▸ **The problem**: For each line of the data that includes the word "batch", copy the line.

▸ **Collected data entries**:
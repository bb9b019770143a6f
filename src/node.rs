use std::path::PathBuf;
use std::sync::Arc;

use anyhow::{Context, Result};
use chain::{init_metadata, ChainId, ChainMetadata, FileMetadataStore};
use metrics::server::{run_metrics_server, MetricsServerConfig};
use metrics::Metrics;
use networking::network::{NetworkService, NetworkServiceConfig, OutboundRequest, SwarmTransport};
use networking::ordersync::{
    MemoryOrderStore, OrderEventSubscription, OrdersyncConfig, OrdersyncCoordinator,
    OrdersyncProvider,
};
use order_filter::OrderFilter;
use tokio::sync::mpsc;
use tokio::task;
use tracing::{debug, info, warn};

pub const DEFAULT_MAX_ORDERS: usize = 100_000;

#[derive(Debug, Clone)]
pub struct NodeConfig {
    pub chain_id: ChainId,
    pub data_dir: PathBuf,
    /// Filter configuration text. `None` accepts every order.
    pub custom_order_filter: Option<String>,
    pub max_orders: usize,
    pub ordersync: OrdersyncConfig,
    pub network: NetworkServiceConfig,
    pub metrics: Option<MetricsServerConfig>,
}

/// Everything that exists before the node touches the network.
pub struct NodeComponents {
    pub metadata: ChainMetadata,
    pub filter: OrderFilter,
    pub store: Arc<MemoryOrderStore>,
    pub provider: OrdersyncProvider,
    pub coordinator: OrdersyncCoordinator,
    pub metrics: Option<Arc<Metrics>>,
    outbound_requests: mpsc::UnboundedReceiver<OutboundRequest>,
}

impl NodeComponents {
    /// Builds the ordersync stack.
    ///
    /// The chain binding is checked first: on a mismatch nothing else is
    /// constructed and the node must not start.
    pub fn build(config: &NodeConfig) -> Result<Self> {
        let metadata_store = FileMetadataStore::new(&config.data_dir);
        let metadata = init_metadata(config.chain_id, &metadata_store)
            .with_context(|| format!("Failed to verify chain metadata in {:?}", config.data_dir))?;

        let filter = match &config.custom_order_filter {
            Some(text) => OrderFilter::compile(text).context("Invalid custom order filter")?,
            None => OrderFilter::accept_all(),
        };
        info!(fingerprint = %filter.fingerprint(), "Using order filter");

        let metrics = config.metrics.as_ref().map(|_| Arc::new(Metrics::new()));

        let store = Arc::new(MemoryOrderStore::new(
            metadata.chain_id,
            config.max_orders,
            filter.clone(),
        ));

        let provider = OrdersyncProvider::new(
            store.clone(),
            filter.clone(),
            config.ordersync.supported_versions.clone(),
            config.ordersync.max_page_size,
        );

        let (transport, outbound_requests) = SwarmTransport::channel();
        let coordinator = OrdersyncCoordinator::new(
            config.ordersync.clone(),
            Arc::new(transport),
            store.clone(),
            filter.clone(),
            metrics.clone(),
        );

        Ok(Self {
            metadata,
            filter,
            store,
            provider,
            coordinator,
            metrics,
            outbound_requests,
        })
    }
}

/// Runs the node until the network service stops or ctrl-c is received.
pub async fn run(config: NodeConfig) -> Result<()> {
    let NodeComponents {
        metadata,
        store,
        provider,
        coordinator,
        metrics,
        outbound_requests,
        ..
    } = NodeComponents::build(&config)?;
    info!(chain_id = %metadata.chain_id, data_dir = ?config.data_dir, "Starting mesh node");

    let event_handle = task::spawn(watch_order_events(
        store.events().subscribe(),
        store.clone(),
        metrics.clone(),
    ));

    if let (Some(metrics_config), Some(metrics)) = (config.metrics.clone(), metrics.clone()) {
        task::spawn(async move {
            if let Err(err) = run_metrics_server(metrics_config, metrics).await {
                warn!(%err, "Metrics server exited with error");
            }
        });
    }

    let mut network_service = NetworkService::new(
        Arc::new(config.network.clone()),
        provider,
        coordinator.clone(),
        outbound_requests,
        metrics,
    )
    .await
    .context("Failed to create network service")?;
    info!(peer_id = %network_service.local_peer_id(), "Network service created");

    let network_handle = task::spawn(async move { network_service.start().await });

    let result = tokio::select! {
        joined = network_handle => match joined {
            Ok(result) => result.context("Network service exited with error"),
            Err(err) => Err(err).context("Network service task failed"),
        },
        signal = tokio::signal::ctrl_c() => {
            info!("Received shutdown signal");
            signal.context("Failed to listen for shutdown signal")
        }
    };

    coordinator.shutdown();
    event_handle.abort();
    info!(stats = ?coordinator.stats(), "Mesh node stopped");

    result
}

async fn watch_order_events(
    mut subscription: OrderEventSubscription,
    store: Arc<MemoryOrderStore>,
    metrics: Option<Arc<Metrics>>,
) {
    while let Some(batch) = subscription.recv().await {
        for event in &batch {
            debug!(order_hash = %event.order_hash, end_state = ?event.end_state, "Order event");
        }
        if let Some(metrics) = &metrics {
            metrics.set_stored_orders(store.len() as i64);
        }
    }
}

▸ **Task answer**:
    while let Some(batch) = subscription.recv().await {
        for event in &batch {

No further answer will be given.